にくそん

THE CROSSING ~香港と大陸をまたぐ少女~のにくそんのレビュー・感想・評価

3.4
母子家庭の高校生が、香港から深センへスマホを密輸する危険なアルバイトに手を染める話。友達とクリスマスに北海道へ旅行するための費用作りという目的がいちおうあるんだけど、お金を使わないと楽しく遊べないと思い込んでいるのがせつなかった。高校生でクリスマスに海外旅行しない(できない)ことは本来、特に不幸なことでも何でもない。家庭の経済事情に劣等感があるから妙にこだわってしまうんだろう。

友達と二人で何かしでかす話かと思ったら、あくどい大人が組織する犯罪チームの末端に少女ひとり取り込まれる話で、ちょっと調子が狂った。友情がまたずいぶん脆くて、そこらへんに見どころを求めていたので、わりと後ろ重心で鑑賞してしまったかも。
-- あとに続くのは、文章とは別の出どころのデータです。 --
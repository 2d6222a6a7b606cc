use std::time::Duration;

use anyhow::{anyhow, Result};
use base64::{engine::general_purpose::STANDARD, Engine as _};
use fc_core::entities::Id;
use jsonwebtoken::{decode, encode, DecodingKey, EncodingKey, Header, Validation};
use time::OffsetDateTime;

#[derive(Debug, Serialize, Deserialize)]
struct Claims {
    /// The user id
    sub: String,
    /// Expiry time as Unix timestamp
    exp: u64,
}

struct Key {
    encoding_key: EncodingKey,
    decoding_key: DecodingKey,
}

impl Key {
    fn new(secret: &[u8]) -> Self {
        Self {
            encoding_key: EncodingKey::from_secret(secret),
            decoding_key: DecodingKey::from_secret(secret),
        }
    }

    fn random() -> Self {
        let secret = STANDARD.encode(rand::random::<[u8; 32]>());
        Self::new(secret.as_bytes())
    }
}

/// Issues and validates the HS256 bearer tokens of user sessions.
pub struct JwtState {
    key: Key,
    time_valid: Duration,
}

impl JwtState {
    pub fn new(secret: &[u8], time_valid: Duration) -> Self {
        Self {
            key: Key::new(secret),
            time_valid,
        }
    }

    pub fn random(time_valid: Duration) -> Self {
        Self {
            key: Key::random(),
            time_valid,
        }
    }

    pub fn generate_token(&self, user_id: &Id) -> Result<String> {
        let now = u64::try_from(OffsetDateTime::now_utc().unix_timestamp())?;
        let claims = Claims {
            sub: user_id.to_string(),
            exp: now + self.time_valid.as_secs(),
        };
        self.encode(&claims)
    }

    pub fn validate_token_and_get_user_id(&self, token: &str) -> Result<Id> {
        let token_data = decode::<Claims>(token, &self.key.decoding_key, &Validation::default())?;
        let user_id = Id::from(token_data.claims.sub);
        if !user_id.is_valid() {
            return Err(anyhow!("Token without subject"));
        }
        Ok(user_id)
    }

    fn encode(&self, claims: &Claims) -> Result<String> {
        Ok(encode(&Header::default(), claims, &self.key.encoding_key)?)
    }
}

#[cfg(test)]
mod tests {
    use super::*;

    const ONE_DAY: Duration = Duration::from_secs(24 * 60 * 60);

    #[test]
    fn validation_works() {
        let jwt_state = JwtState::random(ONE_DAY);
        let user_id = Id::new();
        let token = jwt_state.generate_token(&user_id).unwrap();
        assert_eq!(user_id, jwt_state.validate_token_and_get_user_id(&token).unwrap());
        assert!(jwt_state.validate_token_and_get_user_id("dubidubidu").is_err());
    }

    #[test]
    fn reject_tokens_of_other_secrets() {
        let issuer = JwtState::new(b"first secret", ONE_DAY);
        let verifier = JwtState::new(b"second secret", ONE_DAY);
        let token = issuer.generate_token(&Id::new()).unwrap();
        assert!(verifier.validate_token_and_get_user_id(&token).is_err());
        assert!(JwtState::new(b"first secret", ONE_DAY)
            .validate_token_and_get_user_id(&token)
            .is_ok());
    }

    #[test]
    fn reject_expired_tokens() {
        let jwt_state = JwtState::random(ONE_DAY);
        let now = OffsetDateTime::now_utc().unix_timestamp() as u64;
        let token = jwt_state
            .encode(&Claims {
                sub: Id::new().to_string(),
                exp: now - 3_600,
            })
            .unwrap();
        assert!(jwt_state.validate_token_and_get_user_id(&token).is_err());
    }
}
use duration_str::deserialize_option_duration;
use serde::Deserialize;
use std::{collections::HashMap, time::Duration};

const DEFAULT_CONFIG_FILE: &str = include_str!("foodies-circle.default.toml");

#[derive(Deserialize)]
#[serde(rename_all = "kebab-case")]
pub struct Config {
    pub db: Option<Db>,
    pub webserver: Option<WebServer>,
    pub promotions: Option<Promotions>,
}

impl Default for Config {
    fn default() -> Self {
        toml::from_str(DEFAULT_CONFIG_FILE).expect("Default configuration")
    }
}

#[derive(Deserialize)]
#[serde(rename_all = "kebab-case")]
pub struct Db {
    pub connection_sqlite: String,
    pub connection_pool_size: u8,
}

impl Default for Db {
    fn default() -> Self {
        Config::default().db.expect("DB configuration")
    }
}

#[derive(Deserialize)]
#[serde(rename_all = "kebab-case")]
pub struct WebServer {
    pub cors: bool,
    pub jwt_secret: Option<String>,
    #[serde(default, deserialize_with = "deserialize_option_duration")]
    pub token_expire_in: Option<Duration>,
}

impl Default for WebServer {
    fn default() -> Self {
        Config::default()
            .webserver
            .expect("Webserver configuration")
    }
}

#[derive(Deserialize)]
#[serde(rename_all = "kebab-case")]
pub struct Promotions {
    pub code_key: Option<String>,
    pub points_per_redemption: u64,
    #[serde(default, deserialize_with = "deserialize_option_duration")]
    pub code_expire_in: Option<Duration>,
    #[serde(default)]
    pub offers: HashMap<String, Offer>,
}

impl Default for Promotions {
    fn default() -> Self {
        Config::default()
            .promotions
            .expect("Promotions configuration")
    }
}

#[derive(Deserialize)]
#[serde(rename_all = "kebab-case")]
pub struct Offer {
    pub points: Option<u64>,
    #[serde(default, deserialize_with = "deserialize_option_duration")]
    pub expire_in: Option<Duration>,
}
use super::*;

impl<'a> PromotionRepo for DbReadOnly<'a> {
    fn create_promotion_request(&self, _request: &PromotionRequest) -> Result<()> {
        unreachable!();
    }
    fn approve_promotion_request(
        &self,
        _review_id: &Id,
        _offer_id: &OfferId,
        _approved_at: Timestamp,
    ) -> Result<()> {
        unreachable!();
    }

    fn get_promotion_request(&self, review_id: &Id) -> Result<PromotionRequest> {
        get_promotion_request(&mut self.conn.borrow_mut(), review_id)
    }
    fn pending_promotion_requests(&self, restaurant_id: &Id) -> Result<Vec<PromotionRequest>> {
        pending_promotion_requests(&mut self.conn.borrow_mut(), restaurant_id)
    }
}

impl<'a> PromotionRepo for DbConnection<'a> {
    fn create_promotion_request(&self, request: &PromotionRequest) -> Result<()> {
        create_promotion_request(&mut self.conn.borrow_mut(), request)
    }
    fn approve_promotion_request(
        &self,
        review_id: &Id,
        offer_id: &OfferId,
        approved_at: Timestamp,
    ) -> Result<()> {
        approve_promotion_request(&mut self.conn.borrow_mut(), review_id, offer_id, approved_at)
    }

    fn get_promotion_request(&self, review_id: &Id) -> Result<PromotionRequest> {
        get_promotion_request(&mut self.conn.borrow_mut(), review_id)
    }
    fn pending_promotion_requests(&self, restaurant_id: &Id) -> Result<Vec<PromotionRequest>> {
        pending_promotion_requests(&mut self.conn.borrow_mut(), restaurant_id)
    }
}

fn create_promotion_request(conn: &mut SqliteConnection, r: &PromotionRequest) -> Result<()> {
    let new_request = models::NewPromotionRequest {
        review_id: r.review_id.as_str(),
        restaurant_id: r.restaurant_id.as_str(),
        promoter_id: r.promoter_id.as_str(),
        status: r.status.into(),
        created_at: r.created_at.as_millis(),
        approved_at: r.approved_at.map(Timestamp::as_millis),
        offer_id: r.offer_id.as_ref().map(OfferId::as_str),
    };
    diesel::insert_into(schema::promotion_requests::table)
        .values(&new_request)
        .execute(conn)
        .map_err(from_diesel_err)?;
    Ok(())
}

fn approve_promotion_request(
    conn: &mut SqliteConnection,
    review_id: &Id,
    offer_id: &OfferId,
    approved_at: Timestamp,
) -> Result<()> {
    use schema::promotion_requests::dsl;
    let pending = PromotionStatusPrimitive::from(PromotionStatus::Pending);
    let approved = PromotionStatusPrimitive::from(PromotionStatus::Approved);
    // Only a pending request is updated
    let count = diesel::update(
        dsl::promotion_requests
            .filter(dsl::review_id.eq(review_id.as_str()))
            .filter(dsl::status.eq(pending)),
    )
    .set((
        dsl::status.eq(approved),
        dsl::approved_at.eq(Some(approved_at.as_millis())),
        dsl::offer_id.eq(Some(offer_id.as_str())),
    ))
    .execute(conn)
    .map_err(from_diesel_err)?;
    if count == 0 {
        return Err(repo::Error::NotFound);
    }
    debug_assert_eq!(1, count);
    Ok(())
}

fn get_promotion_request(conn: &mut SqliteConnection, review_id: &Id) -> Result<PromotionRequest> {
    use schema::promotion_requests::dsl;
    let request = dsl::promotion_requests
        .filter(dsl::review_id.eq(review_id.as_str()))
        .first::<models::PromotionRequestEntity>(conn)
        .map_err(from_diesel_err)?;
    load_promotion_request(request)
}

fn pending_promotion_requests(
    conn: &mut SqliteConnection,
    restaurant_id: &Id,
) -> Result<Vec<PromotionRequest>> {
    use schema::promotion_requests::dsl;
    dsl::promotion_requests
        .filter(dsl::restaurant_id.eq(restaurant_id.as_str()))
        .filter(dsl::status.eq(PromotionStatusPrimitive::from(PromotionStatus::Pending)))
        .order_by((dsl::created_at.asc(), dsl::review_id.asc()))
        .load::<models::PromotionRequestEntity>(conn)
        .map_err(from_diesel_err)?
        .into_iter()
        .map(load_promotion_request)
        .collect()
}

fn load_promotion_request(r: models::PromotionRequestEntity) -> Result<PromotionRequest> {
    let models::PromotionRequestEntity {
        review_id,
        restaurant_id,
        promoter_id,
        status,
        created_at,
        approved_at,
        offer_id,
    } = r;
    let status = PromotionStatus::try_from(status).map_err(|err| repo::Error::Other(err.into()))?;
    Ok(PromotionRequest {
        review_id: review_id.into(),
        restaurant_id: restaurant_id.into(),
        promoter_id: promoter_id.into(),
        status,
        created_at: Timestamp::from_millis(created_at),
        approved_at: approved_at.map(Timestamp::from_millis),
        offer_id: offer_id.map(load_offer_id),
    })
}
友達の彼氏との淡い恋は思ったより軽率でない描き方で好感を持つ。彼の性格や言動も含め、全体にもっと悲惨だったり過酷だったりする展開にもできたと思うけど、あえて低刺激に作ってあって、見て嫌な気持ちにはならない。

食べ物がやけに美味しそうだった。運び屋グループの事務所で出てくるご飯、メンバーは「卵が古い」とか「きゅうりが悪くなってる」とか言うんだけど、見た目とても食欲をそそられる。さすが広東省。